Every line of the data that includes "entities" should be copied out.

[Records from a data source]

Start of Block

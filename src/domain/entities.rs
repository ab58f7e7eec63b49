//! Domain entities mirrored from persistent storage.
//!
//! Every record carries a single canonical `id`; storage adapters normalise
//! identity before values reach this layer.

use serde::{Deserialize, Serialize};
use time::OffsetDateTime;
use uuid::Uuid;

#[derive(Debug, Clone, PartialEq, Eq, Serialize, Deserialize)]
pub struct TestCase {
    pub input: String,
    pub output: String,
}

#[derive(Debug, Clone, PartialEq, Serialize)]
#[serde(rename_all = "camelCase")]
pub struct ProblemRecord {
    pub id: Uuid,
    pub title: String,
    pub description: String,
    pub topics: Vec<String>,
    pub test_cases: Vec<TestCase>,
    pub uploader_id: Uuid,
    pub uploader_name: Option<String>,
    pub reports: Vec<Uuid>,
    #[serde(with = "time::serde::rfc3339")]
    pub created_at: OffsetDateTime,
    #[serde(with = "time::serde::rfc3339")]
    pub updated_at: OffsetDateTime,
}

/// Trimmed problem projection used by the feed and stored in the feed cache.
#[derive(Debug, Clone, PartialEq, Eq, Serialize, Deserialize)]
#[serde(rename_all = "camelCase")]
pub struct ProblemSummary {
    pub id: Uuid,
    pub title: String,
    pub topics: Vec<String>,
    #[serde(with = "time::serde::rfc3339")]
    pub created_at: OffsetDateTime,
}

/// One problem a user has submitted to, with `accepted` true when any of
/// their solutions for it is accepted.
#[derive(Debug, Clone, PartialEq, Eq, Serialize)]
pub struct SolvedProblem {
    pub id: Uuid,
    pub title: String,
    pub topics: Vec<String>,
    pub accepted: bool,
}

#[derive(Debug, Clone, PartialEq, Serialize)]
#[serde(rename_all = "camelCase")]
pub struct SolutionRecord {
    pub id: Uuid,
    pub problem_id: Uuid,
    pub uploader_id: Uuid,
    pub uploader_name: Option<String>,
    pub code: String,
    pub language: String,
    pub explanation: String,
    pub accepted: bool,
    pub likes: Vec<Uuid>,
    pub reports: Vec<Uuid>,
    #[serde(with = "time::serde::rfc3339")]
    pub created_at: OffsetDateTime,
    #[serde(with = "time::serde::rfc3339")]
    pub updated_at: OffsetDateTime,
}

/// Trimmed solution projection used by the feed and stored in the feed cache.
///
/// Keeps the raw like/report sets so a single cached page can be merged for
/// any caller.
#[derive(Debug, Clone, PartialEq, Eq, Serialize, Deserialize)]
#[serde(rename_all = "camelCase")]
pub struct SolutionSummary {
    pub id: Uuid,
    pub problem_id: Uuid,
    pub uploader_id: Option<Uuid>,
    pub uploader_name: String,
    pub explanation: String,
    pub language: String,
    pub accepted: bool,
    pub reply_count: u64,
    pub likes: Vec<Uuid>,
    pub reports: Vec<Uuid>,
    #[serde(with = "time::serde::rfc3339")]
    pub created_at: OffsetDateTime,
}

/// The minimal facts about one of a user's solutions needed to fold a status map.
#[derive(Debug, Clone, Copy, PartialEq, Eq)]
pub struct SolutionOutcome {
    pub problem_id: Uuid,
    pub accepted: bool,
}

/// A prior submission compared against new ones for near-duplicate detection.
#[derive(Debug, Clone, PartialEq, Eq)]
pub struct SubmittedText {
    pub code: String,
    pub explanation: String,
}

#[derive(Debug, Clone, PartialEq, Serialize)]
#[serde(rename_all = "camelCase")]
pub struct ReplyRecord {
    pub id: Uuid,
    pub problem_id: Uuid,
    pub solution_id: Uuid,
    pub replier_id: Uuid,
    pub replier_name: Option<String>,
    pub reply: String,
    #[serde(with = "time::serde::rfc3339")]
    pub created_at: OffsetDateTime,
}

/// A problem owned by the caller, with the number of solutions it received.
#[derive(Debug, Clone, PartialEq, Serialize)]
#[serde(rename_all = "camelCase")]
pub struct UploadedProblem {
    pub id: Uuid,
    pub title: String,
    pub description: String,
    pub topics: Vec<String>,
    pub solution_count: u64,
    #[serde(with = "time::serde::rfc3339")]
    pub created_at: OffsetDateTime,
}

End of Block

• **Exercise result**:
filename src/domain/entities.rs
//! Domain entities mirrored from persistent storage.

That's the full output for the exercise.